“Sustainable development requires both the sciences and the arts to work together and complement each other for execution of development agendas,” according to Professor Samuel Sefa-Dedeh, vice president of the Ghana Academy of Arts and Sciences.
Speaking on the sidelines of the academy’s recent conference on Sustainable African Cities held in Accra, Ghana during the first week of July, Sefa-Dedeh said the arts and sciences cannot work in isolation and their amalgamation is necessary in sustainable development.
He said innovations developed by university academics and researchers from the scientific world in fields such as agriculture, health and engineering need academics from the arts to help the public and policy makers make sense of research and find mechanisms to roll out technologies.
Sefa-Dedeh said that the academy has sought to develop its service to Ghana through collaborations with other national bodies on the essential issues affecting science and humanities, governance, and the formulation and implementation of policies.
The academy has also established formal and informal links with Ghanaian universities that enable collaboration on a number of activities concerning research and development.
“We have also undertaken assessment of issues especially in the higher education sector making workable recommendations for improvement,” noted Sefa-Dedeh. He said the academy had, for example, registered its concerns over requirements for the pre-university science and mathematics courses, which were now drawing larger numbers of students to the fields.
Delegates at the conference, organised by the Ghana Academy of Arts and Sciences in collaboration with the German National Academy of Sciences Leopoldina, Network of African Science Academies and the Academy of Science of South Africa, endorsed the need for increased interaction and collaboration between the arts and sciences to enable Africa to find local solutions to challenges facing urbanisation on the continent.
Sefa-Dedeh called on governments in Africa to support academies which could, through think tanks and other fora, respond to a range of emerging development challenges such as climate change.
He challenged other academies in Africa to form smart collaborations and share knowledge to advance development agendas on the continent. “That’s how we can achieve sustainable development: if the humanities and science work together,” said Sefa-Dedeh.
The Ghana Academy of Arts and Sciences, which brings together university academics from both the humanities and sciences is relatively unusual in Africa, where academies are usually focused solely on science.
Like most of the others, the Ghana academy was founded in 1959 as an academy of sciences. A decade later, in recognition of the valuable role of the arts and humanities in Ghana’s future development, it was transformed and renamed the Ghana Academy of Arts and Sciences.
Its fellows, highly distinguished professors in the arts and sciences, are based at local universities such as the Kwame Nkrumah University of Science and Technology and the University of Ghana. Representing the academy, such academics give lectures to high school and university students on emerging and current trends in matters of national and international development.
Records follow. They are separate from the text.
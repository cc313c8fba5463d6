//! Adapters layer - hexagonal architecture outer ring.
//!
//! Concrete implementations of the port traits plus the transport
//! machinery the runtime owns directly. Each sub-module groups adapters
//! by infrastructure concern:
//!
//! - `api`: Gamma/CLOB REST clients and request signing
//! - `feeds`: WebSocket multiplexer and frame decoder
//! - `persistence`: file-backed storage and CSV export

pub mod api;
pub mod feeds;
pub mod persistence;
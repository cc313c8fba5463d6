//! Gamma metadata client - market resolution over REST.
//!
//! Implements the `MarketMetadata` port against the Gamma API. Applies a
//! 100 ms minimum inter-request interval and retries HTTP 429 and 5xx
//! with exponential backoff, up to three attempts.

use std::time::Duration;

use anyhow::{Context, Result};
use async_trait::async_trait;
use chrono::Utc;
use reqwest::{Client, StatusCode};
use serde_json::Value;
use tokio::sync::Mutex;
use tokio::time::{sleep, Instant};
use tracing::{debug, instrument, warn};

use crate::config::ApiConfig;
use crate::domain::Market;
use crate::ports::MarketMetadata;

/// Minimum spacing between Gamma requests.
const MIN_REQUEST_INTERVAL: Duration = Duration::from_millis(100);
/// Maximum attempts per request (initial try + retries).
const MAX_ATTEMPTS: u32 = 3;
/// Base delay for exponential backoff between retries.
const RETRY_BASE_DELAY: Duration = Duration::from_millis(500);

/// Rate-limited Gamma REST client.
pub struct GammaClient {
    /// Underlying HTTP client.
    http: Client,
    /// Gamma API base URL.
    base_url: String,
    /// Time of the last issued request, for the inter-request interval.
    last_request: Mutex<Option<Instant>>,
}

impl GammaClient {
    /// Create a new Gamma client from API config.
    pub fn new(config: &ApiConfig) -> Result<Self> {
        let http = Client::builder()
            .timeout(Duration::from_secs(config.timeout_secs))
            .build()
            .context("Failed to build HTTP client")?;

        Ok(Self {
            http,
            base_url: config.rest_url.trim_end_matches('/').to_string(),
            last_request: Mutex::new(None),
        })
    }

    /// Enforce the minimum interval between requests.
    async fn rate_limit(&self) {
        let mut last = self.last_request.lock().await;
        if let Some(prev) = *last {
            let elapsed = prev.elapsed();
            if elapsed < MIN_REQUEST_INTERVAL {
                sleep(MIN_REQUEST_INTERVAL - elapsed).await;
            }
        }
        *last = Some(Instant::now());
    }

    /// GET a JSON document with rate limiting and retries.
    async fn get_json(&self, path: &str) -> Result<Value> {
        let url = format!("{}{}", self.base_url, path);
        let mut last_error = None;

        for attempt in 0..MAX_ATTEMPTS {
            if attempt > 0 {
                let delay = RETRY_BASE_DELAY * 2u32.pow(attempt - 1);
                debug!(attempt, delay_ms = delay.as_millis() as u64, path, "Retrying request");
                sleep(delay).await;
            }

            self.rate_limit().await;

            match self.http.get(&url).send().await {
                Ok(response) => match response.status() {
                    status if status.is_success() => {
                        return response
                            .json::<Value>()
                            .await
                            .context("Invalid JSON from Gamma API");
                    }
                    StatusCode::TOO_MANY_REQUESTS => {
                        warn!(path, "Rate limited by Gamma API, backing off");
                        last_error = Some(anyhow::anyhow!("HTTP 429 from {path}"));
                    }
                    status if status.is_server_error() => {
                        warn!(%status, path, "Gamma server error, retrying");
                        last_error = Some(anyhow::anyhow!("HTTP {status} from {path}"));
                    }
                    status => {
                        let body = response.text().await.unwrap_or_default();
                        anyhow::bail!("Gamma API error {status} from {path}: {body}");
                    }
                },
                Err(e) => {
                    warn!(error = %e, attempt, path, "Gamma request failed");
                    last_error = Some(e.into());
                }
            }
        }

        Err(last_error.unwrap_or_else(|| anyhow::anyhow!("Max retries exceeded for {path}")))
    }
}

#[async_trait]
impl MarketMetadata for GammaClient {
    #[instrument(skip(self))]
    async fn market_by_slug(&self, slug: &str) -> Result<Market> {
        let data = self.get_json(&format!("/markets/slug/{slug}")).await?;
        // Some deployments return a one-element array for slug lookups.
        let data = match data {
            Value::Array(items) => items
                .into_iter()
                .next()
                .ok_or_else(|| anyhow::anyhow!("No market found for slug {slug}"))?,
            other => other,
        };
        parse_market(&data)
    }

    #[instrument(skip(self))]
    async fn market_by_id(&self, id: &str) -> Result<Market> {
        let data = self.get_json(&format!("/markets/{id}")).await?;
        parse_market(&data)
    }

    #[instrument(skip(self))]
    async fn event_by_slug(&self, slug: &str) -> Result<Vec<Market>> {
        let data = self.get_json(&format!("/events/slug/{slug}")).await?;
        let markets = data
            .get("markets")
            .and_then(Value::as_array)
            .ok_or_else(|| anyhow::anyhow!("Event {slug} has no markets array"))?;

        let mut out = Vec::with_capacity(markets.len());
        for item in markets {
            match parse_market(item) {
                Ok(market) => out.push(market),
                Err(e) => warn!(error = %e, slug, "Skipping unparsable market in event"),
            }
        }
        Ok(out)
    }
}

/// Parse a Gamma market object into the domain model.
///
/// `clobTokenIds` and `outcomePrices` arrive either as JSON arrays or as
/// JSON-encoded strings containing arrays; both are accepted.
pub fn parse_market(data: &Value) -> Result<Market> {
    let token_ids = parse_string_array(data.get("clobTokenIds"))
        .context("Market missing clobTokenIds")?;
    anyhow::ensure!(
        token_ids.len() >= 2,
        "Expected two outcome token ids, got {}",
        token_ids.len()
    );

    let prices = parse_string_array(data.get("outcomePrices")).unwrap_or_default();
    let price_yes = prices.first().and_then(|p| p.parse::<f64>().ok()).unwrap_or(0.0);
    let price_no = prices.get(1).and_then(|p| p.parse::<f64>().ok()).unwrap_or(0.0);

    Ok(Market {
        id: field_string(data, "id"),
        condition_id: field_string(data, "conditionId"),
        question: field_string(data, "question"),
        slug: field_string(data, "slug"),
        token_id_yes: token_ids[0].clone(),
        token_id_no: token_ids[1].clone(),
        price_yes,
        price_no,
        volume: field_f64(data, "volume"),
        liquidity: field_f64(data, "liquidity"),
        active: data.get("active").and_then(Value::as_bool).unwrap_or(true),
        closed: data.get("closed").and_then(Value::as_bool).unwrap_or(false),
        fetched_at: Utc::now(),
    })
}

/// Read an array of strings that may itself be JSON-encoded as a string.
fn parse_string_array(value: Option<&Value>) -> Result<Vec<String>> {
    let value = value.ok_or_else(|| anyhow::anyhow!("Field missing"))?;

    let items: Vec<Value> = match value {
        Value::Array(items) => items.clone(),
        Value::String(raw) => serde_json::from_str(raw).context("Invalid JSON-encoded array")?,
        other => anyhow::bail!("Expected array or string, got {other}"),
    };

    Ok(items
        .into_iter()
        .filter_map(|v| match v {
            Value::String(s) => Some(s),
            Value::Number(n) => Some(n.to_string()),
            _ => None,
        })
        .collect())
}

fn field_string(data: &Value, key: &str) -> String {
    match data.get(key) {
        Some(Value::String(s)) => s.clone(),
        Some(Value::Number(n)) => n.to_string(),
        _ => String::new(),
    }
}

fn field_f64(data: &Value, key: &str) -> f64 {
    match data.get(key) {
        Some(Value::Number(n)) => n.as_f64().unwrap_or(0.0),
        Some(Value::String(s)) => s.parse().unwrap_or(0.0),
        _ => 0.0,
    }
}
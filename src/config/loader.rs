//! Configuration loader - file loading, env substitution, validation.
//!
//! Reads `config.toml`, substitutes `${VAR}` / `${VAR:default}`
//! placeholders from the environment, parses, and validates. A missing
//! file falls back to pure defaults (paper mode against the public
//! endpoints); a present-but-invalid file is a fatal startup error.

use std::path::Path;

use anyhow::{Context, Result};
use tracing::info;

use super::AppConfig;
use crate::domain::TradingMode;

/// Load and validate configuration from a TOML file.
///
/// # Errors
/// Returns a detailed error if the file exists but cannot be read, the
/// TOML does not parse, or any validation rule is violated.
pub fn load_config(path: &str) -> Result<AppConfig> {
    let path = Path::new(path);

    let config = if path.exists() {
        let content = std::fs::read_to_string(path)
            .with_context(|| format!("Failed to read config file: {}", path.display()))?;

        let substituted = substitute_env_vars(&content);

        toml::from_str::<AppConfig>(&substituted)
            .with_context(|| format!("Failed to parse {}", path.display()))?
    } else {
        info!(path = %path.display(), "Config file not found, using defaults");
        AppConfig::default()
    };

    validate_config(&config)?;

    info!(
        mode = %config.mode,
        markets = config.strategy.markets.len(),
        heartbeat_secs = config.strategy.heartbeat_interval_secs,
        "Configuration loaded successfully"
    );

    Ok(config)
}

/// Substitute `${VAR}` and `${VAR:default}` placeholders with environment
/// variables.
///
/// Substitution runs over the raw file text before TOML parsing, so a
/// placeholder can stand in for any value, not just strings. An unset
/// variable without a default substitutes to the empty string.
pub fn substitute_env_vars(input: &str) -> String {
    let mut out = String::with_capacity(input.len());
    let mut rest = input;

    while let Some(start) = rest.find("${") {
        out.push_str(&rest[..start]);
        let after = &rest[start + 2..];

        match after.find('}') {
            Some(end) => {
                let placeholder = &after[..end];
                let (name, default) = match placeholder.split_once(':') {
                    Some((n, d)) => (n, Some(d)),
                    None => (placeholder, None),
                };
                match std::env::var(name) {
                    Ok(value) => out.push_str(&value),
                    Err(_) => out.push_str(default.unwrap_or("")),
                }
                rest = &after[end + 1..];
            }
            None => {
                // Unterminated placeholder; keep the text as-is.
                out.push_str(&rest[start..]);
                rest = "";
            }
        }
    }

    out.push_str(rest);
    out
}

/// Validate all configuration parameters.
fn validate_config(config: &AppConfig) -> Result<()> {
    anyhow::ensure!(
        !config.api.rest_url.is_empty(),
        "api.rest_url must not be empty"
    );
    anyhow::ensure!(
        !config.api.market_ws_url.is_empty(),
        "api.market_ws_url must not be empty"
    );
    anyhow::ensure!(
        !config.api.user_ws_url.is_empty(),
        "api.user_ws_url must not be empty"
    );

    anyhow::ensure!(
        config.websocket.ping_interval_secs > 0,
        "websocket.ping_interval_secs must be positive, got {}",
        config.websocket.ping_interval_secs
    );
    anyhow::ensure!(
        config.websocket.reconnect_delay_secs > 0,
        "websocket.reconnect_delay_secs must be positive, got {}",
        config.websocket.reconnect_delay_secs
    );

    anyhow::ensure!(
        config.paper.starting_balance > 0.0,
        "paper.starting_balance must be positive, got {}",
        config.paper.starting_balance
    );
    anyhow::ensure!(
        (0.0..1.0).contains(&config.paper.slippage),
        "paper.slippage must be in [0, 1), got {}",
        config.paper.slippage
    );

    anyhow::ensure!(
        config.strategy.default_size > 0.0,
        "strategy.default_size must be positive, got {}",
        config.strategy.default_size
    );
    anyhow::ensure!(
        config.strategy.heartbeat_interval_secs > 0,
        "strategy.heartbeat_interval_secs must be positive"
    );

    if config.mode == TradingMode::Live {
        anyhow::ensure!(
            config.has_ws_credentials(),
            "live mode requires api.api_key, api.api_secret and api.api_passphrase"
        );
        anyhow::ensure!(
            !config.api.clob_url.is_empty(),
            "live mode requires api.clob_url"
        );
    }

    Ok(())
}
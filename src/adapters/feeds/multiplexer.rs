//! Stream multiplexer - dual-channel WebSocket owner.
//!
//! Maintains the market and user channels to the venue, demultiplexing
//! both into a single bounded event stream. Owns the subscription sets,
//! the reconnect policy, and per-channel application-layer liveness.
//!
//! The venue checks for a literal `PING` text frame every few seconds;
//! transport-level ping/pong is not what it looks at, so it is left
//! unused. A channel that sees no inbound traffic for three ping windows
//! is treated as dead and goes through the reconnect path.
//!
//! The output channel is a bounded mpsc: a consumer that falls behind
//! back-pressures the receive loop. Market events are never dropped.

use std::collections::HashSet;
use std::time::Duration;

use anyhow::{Context, Result};
use futures_util::{SinkExt, StreamExt};
use serde_json::json;
use tokio::sync::{broadcast, mpsc, Mutex, Notify, RwLock};
use tokio::time::{interval_at, sleep, Instant};
use tokio_tungstenite::connect_async;
use tokio_tungstenite::tungstenite::Message;
use tracing::{debug, info, instrument, warn};

use super::decoder::MessageDecoder;
use crate::adapters::api::ApiCredentials;
use crate::config::AppConfig;
use crate::domain::MarketEvent;

/// Outbound event buffer size; the receive loop blocks when full.
const EVENT_BUFFER: usize = 1024;
/// Consecutive silent ping windows before a channel counts as dead.
const LIVENESS_WINDOWS: u32 = 3;
/// How long the market channel waits for the initial book dump before
/// flushing buffered events anyway.
const INITIAL_DUMP_TIMEOUT: Duration = Duration::from_secs(5);
//! CLOB execution adapter - live order gateway over REST.
//!
//! Implements the `VenueExecution` port against the Polymarket CLOB.
//! Every request is signed (HMAC-SHA256 over timestamp+method+path+body)
//! and carries the `POLY_*` auth headers.

use std::time::Duration;

use anyhow::{Context, Result};
use async_trait::async_trait;
use reqwest::Client;
use serde::{Deserialize, Serialize};
use tracing::{info, instrument, warn};

use super::auth::ClobAuth;
use crate::config::ApiConfig;
use crate::domain::{OrderIntent, OrderSide, OrderType};
use crate::ports::{VenueExecution, VenuePlacement};

/// CLOB request body for placing an order.
#[derive(Debug, Serialize)]
struct PlaceOrderRequest<'a> {
    token_id: &'a str,
    price: f64,
    size: f64,
    side: &'static str,
    #[serde(rename = "type")]
    order_type: &'static str,
}

/// CLOB response from order placement.
#[derive(Debug, Deserialize)]
struct PlaceOrderResponse {
    #[serde(rename = "orderID", default)]
    order_id: String,
    #[serde(default)]
    success: bool,
    #[serde(rename = "errorMsg", default)]
    error_msg: Option<String>,
}

/// CLOB response from order cancellation.
#[derive(Debug, Deserialize)]
struct CancelOrderResponse {
    #[serde(default)]
    canceled: bool,
    #[serde(rename = "errorMsg", default)]
    error_msg: Option<String>,
}

/// Polymarket CLOB order execution adapter.
pub struct ClobExecution {
    /// HTTP client with rustls TLS backend.
    http: Client,
    /// CLOB base URL.
    base_url: String,
    /// Request signer.
    auth: ClobAuth,
}

impl ClobExecution {
    /// Create a new CLOB execution adapter from config.
    ///
    /// # Errors
    /// Fails when credentials are incomplete; the engine only constructs
    /// this adapter in live mode, where config validation has already
    /// required them.
    pub fn new(config: &ApiConfig, auth: ClobAuth) -> Result<Self> {
        let http = Client::builder()
            .timeout(Duration::from_secs(config.timeout_secs))
            .build()
            .context("Failed to build HTTP client")?;

        Ok(Self {
            http,
            base_url: config.clob_url.trim_end_matches('/').to_string(),
            auth,
        })
    }

    /// Issue a signed request and parse the JSON response.
    async fn signed_request<T: for<'de> Deserialize<'de>>(
        &self,
        method: reqwest::Method,
        path: &str,
        body: String,
    ) -> Result<T> {
        let timestamp = ClobAuth::timestamp()?;
        let signature = self
            .auth
            .sign_request(&timestamp, method.as_str(), path, &body);
        let creds = self.auth.credentials();

        let url = format!("{}{}", self.base_url, path);
        let response = self
            .http
            .request(method, &url)
            .header("Content-Type", "application/json")
            .header("POLY_API_KEY", &creds.api_key)
            .header("POLY_PASSPHRASE", &creds.api_passphrase)
            .header("POLY_TIMESTAMP", &timestamp)
            .header("POLY_SIGNATURE", signature)
            .body(body)
            .send()
            .await
            .with_context(|| format!("CLOB request to {path} failed"))?;

        let status = response.status();
        if !status.is_success() {
            let text = response.text().await.unwrap_or_default();
            anyhow::bail!("CLOB API error {status} from {path}: {text}");
        }

        response
            .json::<T>()
            .await
            .with_context(|| format!("Invalid JSON from CLOB {path}"))
    }
}

#[async_trait]
impl VenueExecution for ClobExecution {
    #[instrument(skip(self, intent), fields(token = %intent.token_id, price = intent.price, size = intent.size))]
    async fn place_order(&self, intent: &OrderIntent) -> Result<VenuePlacement> {
        let request = PlaceOrderRequest {
            token_id: &intent.token_id,
            price: intent.price,
            size: intent.size,
            side: match intent.side {
                OrderSide::Buy => "BUY",
                OrderSide::Sell => "SELL",
            },
            order_type: match intent.order_type {
                OrderType::Limit => "GTC",
                OrderType::Market => "FOK",
            },
        };

        let body = serde_json::to_string(&request).context("Failed to encode order")?;
        let response: PlaceOrderResponse = self
            .signed_request(reqwest::Method::POST, "/order", body)
            .await?;

        if response.success {
            info!(order_id = %response.order_id, "Live order placed");
        } else {
            warn!(reason = ?response.error_msg, "Live order rejected");
        }

        Ok(VenuePlacement {
            order_id: response.order_id,
            accepted: response.success,
            rejection_reason: response.error_msg,
        })
    }

    #[instrument(skip(self))]
    async fn cancel_order(&self, order_id: &str) -> Result<bool> {
        let body = serde_json::to_string(&serde_json::json!({ "orderID": order_id }))
            .context("Failed to encode cancel request")?;
        let response: CancelOrderResponse = self
            .signed_request(reqwest::Method::DELETE, "/order", body)
            .await?;

        if !response.canceled {
            warn!(order_id, reason = ?response.error_msg, "Cancel not acknowledged");
        }
        Ok(response.canceled)
    }
}
//! Polytrader - real-time trading runtime for Polymarket.
//!
//! Re-exports all modules for integration tests and benchmarks.

pub mod adapters;
pub mod analytics;
pub mod config;
pub mod domain;
pub mod ports;
pub mod usecases;
//! Polytrader - entry point.
//!
//! Loads configuration, wires the adapters into the strategy harness,
//! and runs the built-in watcher strategy until Ctrl+C. Exits 0 on clean
//! shutdown and non-zero on unrecoverable configuration or credential
//! errors.

// Platform-specific allocator: jemalloc on Linux, system default on Windows
#[cfg(all(target_os = "linux", target_env = "gnu"))]
#[global_allocator]
static GLOBAL: tikv_jemallocator::Jemalloc = tikv_jemallocator::Jemalloc;

mod adapters;
mod analytics;
mod config;
mod domain;
mod ports;
mod usecases;

use std::sync::Arc;

use anyhow::{Context, Result};
use async_trait::async_trait;
use tokio::signal;
use tokio::sync::broadcast;
use tracing::{error, info};

use crate::adapters::api::{ApiCredentials, ClobAuth, ClobExecution, GammaClient};
use crate::adapters::persistence::FileStore;
use crate::domain::{Market, TradingMode};
use crate::ports::VenueExecution;
use crate::usecases::{ExecutionEngine, Strategy, StrategyCtx, StrategyHarness};

/// Application version from Cargo.toml.
const VERSION: &str = env!("CARGO_PKG_VERSION");

/// Built-in strategy: watches configured markets and logs price moves.
///
/// Serves as the default when the binary runs without a linked-in
/// strategy, and as a reference for writing one.
struct WatcherStrategy;

#[async_trait]
impl Strategy for WatcherStrategy {
    fn name(&self) -> &str {
        "watcher"
    }

    async fn on_price_update(&mut self, ctx: &mut StrategyCtx<'_>, market: &Market, price: f64) {
        info!(
            market = %market.slug,
            yes = market.price_yes,
            no = market.price_no,
            price,
            equity = ctx.equity(),
            "Price update"
        );
    }
}

#[tokio::main]
async fn main() -> Result<()> {
    // Load environment variables from .env file
    dotenvy::dotenv().ok();

    // Initialize structured logging
    let log_filter = std::env::var("RUST_LOG").unwrap_or_else(|_| "info".to_string());
    tracing_subscriber::fmt()
        .with_env_filter(&log_filter)
        .with_target(true)
        .init();

    info!(
        version = VERSION,
        pid = std::process::id(),
        "Starting Polytrader runtime"
    );

    // Load configuration
    let config_path = std::env::args()
        .nth(1)
        .unwrap_or_else(|| "config.toml".to_string());
    let config =
        config::loader::load_config(&config_path).context("Failed to load configuration")?;

    // Wire adapters
    let storage = Arc::new(
        FileStore::open(&config.storage.data_dir)
            .await
            .context("Failed to open file store")?,
    );
    let metadata = Arc::new(GammaClient::new(&config.api).context("Failed to build Gamma client")?);

    let venue: Option<Arc<dyn VenueExecution>> = match config.mode {
        TradingMode::Live => {
            let auth = ClobAuth::new(ApiCredentials {
                api_key: config.api.api_key.clone(),
                api_secret: config.api.api_secret.clone(),
                api_passphrase: config.api.api_passphrase.clone(),
            })
            .context("Live mode credentials incomplete")?;
            Some(Arc::new(
                ClobExecution::new(&config.api, auth).context("Failed to build CLOB gateway")?,
            ))
        }
        TradingMode::Paper => None,
    };

    let engine = ExecutionEngine::new(config.mode, config.paper.clone(), storage, venue);

    info!(
        mode = %config.mode,
        markets = config.strategy.markets.len(),
        starting_balance = config.paper.starting_balance,
        "Runtime configured"
    );

    // Shutdown fan-out: Ctrl+C broadcasts to every task
    let (shutdown_tx, shutdown_rx) = broadcast::channel::<()>(1);
    tokio::spawn(async move {
        match signal::ctrl_c().await {
            Ok(()) => info!("Shutdown signal received, stopping"),
            Err(e) => error!(error = %e, "Failed to listen for shutdown signal"),
        }
        let _ = shutdown_tx.send(());
    });

    let mut harness = StrategyHarness::new(config, WatcherStrategy, engine, metadata);
    harness.run(shutdown_rx).await?;

    let summary = analytics::summarize(harness.engine().trades());
    info!(
        version = VERSION,
        trades = summary.num_trades,
        volume = summary.total_volume,
        realized_pnl = harness.engine().realized_pnl(),
        "Runtime shutdown complete"
    );
    Ok(())
}
//! CSV export - operator-facing dumps of orders and trades.
//!
//! Orthogonal to the runtime's own persistence: exports read whatever the
//! storage port lists and write plain CSV files into the configured
//! export directory.

use std::path::{Path, PathBuf};

use anyhow::{Context, Result};
use tokio::fs;
use tracing::info;

use crate::domain::{Order, Trade};

/// Writes CSV exports into a directory.
pub struct CsvExporter {
    export_dir: PathBuf,
}

impl CsvExporter {
    /// Create an exporter, creating the directory if needed.
    pub async fn new(export_dir: &str) -> Result<Self> {
        let dir = Path::new(export_dir).to_path_buf();
        fs::create_dir_all(&dir)
            .await
            .with_context(|| format!("Failed to create export directory {}", dir.display()))?;
        Ok(Self { export_dir: dir })
    }

    /// Export trades to `<dir>/<name>`, returning the written path.
    pub async fn export_trades(&self, name: &str, trades: &[Trade]) -> Result<PathBuf> {
        let mut out = String::from(
            "id,order_id,market_id,token_id,side,price,size,fee,is_paper,executed_at\n",
        );
        for t in trades {
            out.push_str(&format!(
                "{},{},{},{},{},{},{},{},{},{}\n",
                t.id,
                t.order_id,
                t.market_id,
                t.token_id,
                t.side,
                t.price,
                t.size,
                t.fee,
                t.is_paper,
                t.executed_at.to_rfc3339(),
            ));
        }

        let path = self.export_dir.join(name);
        fs::write(&path, out)
            .await
            .with_context(|| format!("Failed to write {}", path.display()))?;
        info!(path = %path.display(), rows = trades.len(), "Trades exported");
        Ok(path)
    }

    /// Export orders to `<dir>/<name>`, returning the written path.
    pub async fn export_orders(&self, name: &str, orders: &[Order]) -> Result<PathBuf> {
        let mut out = String::from(
            "id,market_id,token_id,side,order_type,status,price,size,filled_size,is_paper,created_at\n",
        );
        for o in orders {
            out.push_str(&format!(
                "{},{},{},{},{},{},{},{},{},{},{}\n",
                o.id,
                o.market_id,
                o.token_id,
                o.side,
                o.order_type,
                o.status,
                o.price,
                o.size,
                o.filled_size,
                o.is_paper,
                o.created_at.to_rfc3339(),
            ));
        }

        let path = self.export_dir.join(name);
        fs::write(&path, out)
            .await
            .with_context(|| format!("Failed to write {}", path.display()))?;
        info!(path = %path.display(), rows = orders.len(), "Orders exported");
        Ok(path)
    }
}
After it was renamed, the academy focused on promoting the study, extension and dissemination of knowledge of both the arts and sciences, and establishing and maintaining proper standards of endeavour in all fields of the arts and sciences. Additionally, it recognises outstanding contributions to the advancement of the arts and sciences in Ghana.
In her book on the history of the academy, Dr Letitia Obeng argues that even though the word ‘arts’ had originally been omitted from the name of the academy, its original aims placed equal emphasis on the sciences and humanities.
“The academy cannot separate the humanities from the sciences even if the word ‘arts’ was not reflected in its name,” said Obeng.
She said the arts fellows have contributed significantly to the development of Ghanaian local languages such as the Twi language whose dictionary was written by fellows of the academy.
She said the academy’s J B Danquah Memorial Lecture series instituted in 1969 and which were initially limited to subjects of law, philosophy and literature had been reorganised to include both the humanities and sciences.